There are also some really cool paintings there with pretty colors. I made Galen pose for some fashion shots.
And speaking of pretty colors, we also stopped by the Natural History Museum to go to the butterfly exhibit which was out of control. I saw mother nature in action when I witnessed a caterpillar turning into a butterfly. Unfortunately, the butterfly fell to the ground before he could break his wings out of his little cocoon. He was twitching around, trying to get his shit together, but he looked like he was in pretty bad shape. Some 12-year-old girl told us that butterflies need to get their wings out of the sack before they touch the ground or they'll die. It would be a huge bummer to spend a bunch of time waiting to grow a pair of magic wings and then just as you get them, your clumsy ass falls and dies. Poor lil' butterfly. I'm sure Bea Arthur will take care of him in heaven.

Friday, May 1, 2009

It's Hammer Time

Here's a little sneak peek at what's coming to my etsy shop...

A little hammer head shark is about to be baked in the oven, but until then, U Can't Touch This:

And here's the Montauk Monster I just made for Perry. He still needs to be mounted but he's sure to be a hit. I tried to make him as realistic as possible. See?I still can't decide if the Montauk monster was real in the first place.

Tuesday, April 28, 2009

Swine Flu Fever

So have you noticed that 7/10 of your friends have updated their Facebook status with something clever about Swine Flu? Have you also noticed that everyone is washing their hands every 5 minutes and shivering in fear while reading accounts of what might happen if the whole entire world got infected and over-run with zombie swines?
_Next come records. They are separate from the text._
//! Port trait definitions (Hexagonal Architecture)
//!
//! Async traits for the capabilities a brain consumes and the stores it
//! persists to:
//! - CompletionClient / SkillExecutor: injected, possibly non-deterministic calls
//! - MemoryRepository: append-only memory records
//! - GraphRepository: the graph with its accumulated statistics
//! - RunArchive: per-run audit trail and final state
//! - EvolutionLog: proposals, applied changes and evolution cycles
//!
//! Volatile or no-op implementations sit next to each trait.

pub mod completion;
pub mod evolution_log;
pub mod graph_repository;
pub mod memory_repository;
pub mod run_archive;
pub mod skill_executor;

pub use completion::CompletionClient;
pub use evolution_log::{EvolutionLog, InMemoryEvolutionLog};
pub use graph_repository::GraphRepository;
pub use memory_repository::{InMemoryMemoryRepository, MemoryRepository};
pub use run_archive::{InMemoryRunArchive, NullRunArchive, RunArchive};
pub use skill_executor::SkillExecutor;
In order to continue this delightful trend, I'm featuring a Swine Flu Special at my Etsy shop right now. Come on down and get Phoebe the Pig, on sale today for $19 (marked down from $25)Isn't she cute? If you don't like pigs, I bet you like dogs. I've been making custom animal plaques of peoples pets...

Here's Simba!And here's Diesel the bulldog!And I'm currently working on a custom Montauk Monster plaque which should be super cool. If you want me to make you a custom animal plaque of your pet, you can visit my etsy shop and send me a message.

Monday, April 27, 2009

Uh Oh

This weekend was pretty fun. It was finally hot enough outside to have a BBQ and play some Kan Jam.I enjoyed playing in the park and frolicking on rooftops with friends.
Too bad I got Swine Flu :(

Bye Bye Bea

I was deeply saddened when I stumbled home at the end of Saturday night's rooftop festivities and discovered that one of my childhood heroes had died. Bea Arthur died April 25 at the age of 86. Yesterday I received many kind emails, phone calls and text messages asking how I was handling the news. The way people have been acting, you would think Bea Arthur was my own grandmother. And in a way, she sort of was. If you read this blog with any regularity, you know about my obsession with the Golden Girls that stemmed at a very young age. Bea taught me many important life lessons - most importantly that being sharp and sassy will get you far in life, and that any problem can be solved with cheesecake.

My love for Bea Arthur is displayed in many ways, from the GG mousepad I'm using right now, to the Bea Arthur shirt I made for my friend Liz. Well... I wanted it to say "I heart Bea Arthur" but I'm mentally challenged so it came out saying "I heart BEA ARTUR" with a backwards E.
I think Bea would have approved of the shirt, mostly because it looks like it was made in St. Olaf. Speaking of St. Olaf, Betty White had this to say of her fellow Golden Girl:

"I knew it would hurt, I just didn't know it would hurt this much. I'm so happy that she received her Lifetime Achievement Award while she was still with us, so she could appreciate that,"

Man I'm depressed. I'll be sitting Shiva this week and singing the Golden Girls theme song. Thank you for being a friend Bea, you'll be missed! And so I'll leave you with one of my favorite Dorothy Zbornack quotes...
“I could have been living in a swinging singles condo instead of with… oh I better not say anything before I’ve had my morning cup of coffee… a slut and a moron. Sorry, I guess it's decaf.”